Comprehensive genomic and transcriptomic characterization of small bowel adenocarcinoma
Karan Pandya, Joanne Xiu, Alex Farrell, Michael J. Overman, Andreas Seeber, Jim Abraham, Anthony Frank Shields, Emil Lou, John
Marshall, James L. Abbruzzese, Heinz-Josef Lenz, Wolfgang Michael Korn, Pat Gulhati
Analysis of 823 small bowel tumor samples with DNA and RNA sequencing represents the largest molecular profile study to date of this rare cancer type.
Subsites of small bowel tumors were shown to present distinct molecular features, suggesting differential treatment opportunities.
Different subsites were also enriched for targetable alterations, including HER2 overexpression and ERBB2 amplification in duodenal; RSPO3 fusions and BRAF and ERBB2 (HER2) mutations in jejunal; and mutations in genes encoding DNA damage repair proteins in ileal small bowel adenocarcinomas.

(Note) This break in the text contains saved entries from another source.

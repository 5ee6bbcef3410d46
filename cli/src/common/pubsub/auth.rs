//! # Pub/Sub Credentials (`common::pubsub::auth`)
//!
//! File: cli/src/common/pubsub/auth.rs
//!
//! ## Overview
//!
//! reportpub does not manage credentials itself. It picks a bearer token from,
//! in order:
//!
//! 1. Nothing at all when talking to the emulator (`PUBSUB_EMULATOR_HOST`).
//! 2. The configured access token (`--access-token` / `REPORTPUB_ACCESS_TOKEN`).
//! 3. `gcloud auth print-access-token`, i.e. whatever identity the CI agent's
//!    Cloud SDK is logged in as.
//!
use crate::common::process;
use crate::core::config::Config;
use crate::core::error::{ReportpubError, Result};
use std::fmt;
use tracing::{debug, info};

const GCLOUD: &str = "gcloud";
const GCLOUD_TOKEN_ARGS: &[&str] = &["auth", "print-access-token"];

/// How requests are authenticated.
#[derive(Clone, PartialEq, Eq)]
pub enum Credentials {
    /// No `Authorization` header (emulator).
    Anonymous,
    /// `Authorization: Bearer <token>`.
    Bearer(String),
}

impl fmt::Debug for Credentials {
    fn fmt(&self, f: &mut fmt::Formatter<'_>) -> fmt::Result {
        match self {
            Credentials::Anonymous => write!(f, "Anonymous"),
            Credentials::Bearer(_) => write!(f, "Bearer(<redacted>)"),
        }
    }
}

/// Picks the credentials for this run.
///
/// # Errors
///
/// Returns `ReportpubError::Unauthenticated` when no token is configured and
/// `gcloud` is missing, fails, or prints nothing.
pub async fn resolve_credentials(config: &Config) -> Result<Credentials> {
    if config.emulator_host.is_some() {
        debug!("Emulator configured; sending unauthenticated requests.");
        return Ok(Credentials::Anonymous);
    }
    if let Some(token) = config.access_token.as_deref().map(str::trim) {
        if !token.is_empty() {
            debug!("Using configured access token.");
            return Ok(Credentials::Bearer(token.to_string()));
        }
    }

    info!("No access token configured; asking gcloud for one.");
    token_from_command(GCLOUD, GCLOUD_TOKEN_ARGS).await.map(Credentials::Bearer)
}

/// Runs a token-printing command and returns its trimmed output.
async fn token_from_command(cmd: &str, args: &[&str]) -> Result<String> {
    let command_line = format!("{} {}", cmd, args.join(" "));
    let output = process::run_command_capture(cmd, args)
        .await
        .map_err(|e| {
            ReportpubError::Unauthenticated(format!(
                "no access token configured and `{}` failed ({:#}); \
                 set REPORTPUB_ACCESS_TOKEN or run `gcloud auth login`",
                command_line.trim_end(),
                e
            ))
        })?;
    let token = output.trim();
    if token.is_empty() {
        anyhow::bail!(ReportpubError::Unauthenticated(format!(
            "`{}` returned an empty token",
            command_line.trim_end()
        )));
    }
    Ok(token.to_string())
}

#[cfg(test)]
mod tests {
    use super::*;

    #[tokio::test]
    async fn test_emulator_is_anonymous_even_with_token() -> Result<()> {
        let config = Config {
            emulator_host: Some("localhost:8085".to_string()),
            access_token: Some("ignored".to_string()),
            ..Default::default()
        };
        assert_eq!(resolve_credentials(&config).await?, Credentials::Anonymous);
        Ok(())
    }

    #[tokio::test]
    async fn test_configured_token_is_trimmed() -> Result<()> {
        let config = Config {
            access_token: Some("  ya29.token\n".to_string()),
            ..Default::default()
        };
        assert_eq!(
            resolve_credentials(&config).await?,
            Credentials::Bearer("ya29.token".to_string())
        );
        Ok(())
    }

    #[cfg(unix)]
    #[tokio::test]
    async fn test_command_token_is_trimmed() -> Result<()> {
        let token = token_from_command("sh", &["-c", "echo '  ya29.from-cli  '"]).await?;
        assert_eq!(token, "ya29.from-cli");
        Ok(())
    }

    #[cfg(unix)]
    #[tokio::test]
    async fn test_failing_command_is_unauthenticated() {
        let err = token_from_command("sh", &["-c", "echo 'not logged in' >&2; exit 1"])
            .await
            .unwrap_err();
        match err.downcast_ref::<ReportpubError>() {
            Some(ReportpubError::Unauthenticated(msg)) => {
                assert!(msg.contains("External command failed"), "{}", msg);
                assert!(msg.contains("REPORTPUB_ACCESS_TOKEN"), "{}", msg);
            }
            other => panic!("unexpected error: {:?}", other),
        }
    }

    #[cfg(unix)]
    #[tokio::test]
    async fn test_empty_command_output_is_unauthenticated() {
        let err = token_from_command("sh", &["-c", "printf '\\n'"]).await.unwrap_err();
        match err.downcast_ref::<ReportpubError>() {
            Some(ReportpubError::Unauthenticated(msg)) => {
                assert!(msg.contains("empty token"), "{}", msg)
            }
            other => panic!("unexpected error: {:?}", other),
        }
    }

    #[tokio::test]
    async fn test_missing_command_is_unauthenticated() {
        let err = token_from_command("reportpub-no-such-gcloud", GCLOUD_TOKEN_ARGS)
            .await
            .unwrap_err();
        assert!(matches!(
            err.downcast_ref::<ReportpubError>(),
            Some(ReportpubError::Unauthenticated(_))
        ));
    }

    #[test]
    fn test_debug_redacts_token() {
        let creds = Credentials::Bearer("ya29.secret".to_string());
        assert_eq!(format!("{:?}", creds), "Bearer(<redacted>)");
    }
}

Comparison with a large cohort of colorectal cancer samples revealed dramatically different molecular landscapes, tumor microenvironment characteristics, and clinical outcomes, justifying the recent addition of small bowel adenocarcinoma-specific guidelines to clinical practice and highlighting the need for molecular profiling to inform cancer therapy.